▸ LISTED RECORDS:
──────────────────────────────
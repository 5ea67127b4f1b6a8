// packages/proxy/src/orchestrator/events.rs
//! Events consumed by the orchestrator loop
//!
//! Every background task (accept loops, upstream connects, session relays,
//! process monitor, signal listeners, timers) reports through this channel.
//! The loop handles one event at a time, so handlers never race.

use crate::routing::region::ServerTarget;
use crate::runtime::process_monitor::ProcessPresence;
use crate::session::proxy_session::SessionId;
use std::fmt;
use std::io;
use std::net::SocketAddr;
use tokio::net::TcpStream;
use tokio::sync::mpsc;

pub type EventSender = mpsc::UnboundedSender<ProxyEvent>;
pub type EventReceiver = mpsc::UnboundedReceiver<ProxyEvent>;

/// Why a drain was requested
#[derive(Debug, Clone, Copy, PartialEq, Eq)]
pub enum ShutdownReason {
    Hangup,
    Interrupt,
    Terminate,
    /// Host redirection could not be established
    RedirectionFailure,
}

impl fmt::Display for ShutdownReason {
    fn fmt(&self, f: &mut fmt::Formatter<'_>) -> fmt::Result {
        let text = match self {
            ShutdownReason::Hangup => "SIGHUP",
            ShutdownReason::Interrupt => "SIGINT",
            ShutdownReason::Terminate => "SIGTERM",
            ShutdownReason::RedirectionFailure => "redirection failure",
        };
        f.write_str(text)
    }
}

/// Lifecycle report from a session task
#[derive(Debug)]
pub enum SessionSignal {
    UpstreamConnected { upstream_addr: SocketAddr },
    UpstreamFailed(io::Error),
    HandshakeComplete,
    /// Relay finished; `Some` when it ended on a socket error
    Ended(Option<io::Error>),
}

/// Orchestrator input
#[derive(Debug)]
pub enum ProxyEvent {
    Accepted {
        logical_id: String,
        target: ServerTarget,
        stream: TcpStream,
        peer: SocketAddr,
    },
    Session {
        id: SessionId,
        signal: SessionSignal,
    },
    Process(ProcessPresence),
    AutoRevertElapsed {
        generation: u64,
    },
    ShutdownRequested(ShutdownReason),
    GraceElapsed,
}

/// Create the orchestrator channel
pub fn channel() -> (EventSender, EventReceiver) {
    mpsc::unbounded_channel()
}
──────────────────────────────
▸ YOUR GOAL:
The answer must be every line of the data that contains the word "EventReceiver".

▸ RESULT BELOW:
pub type EventReceiver = mpsc::UnboundedReceiver<ProxyEvent>;
pub fn channel() -> (EventSender, EventReceiver) {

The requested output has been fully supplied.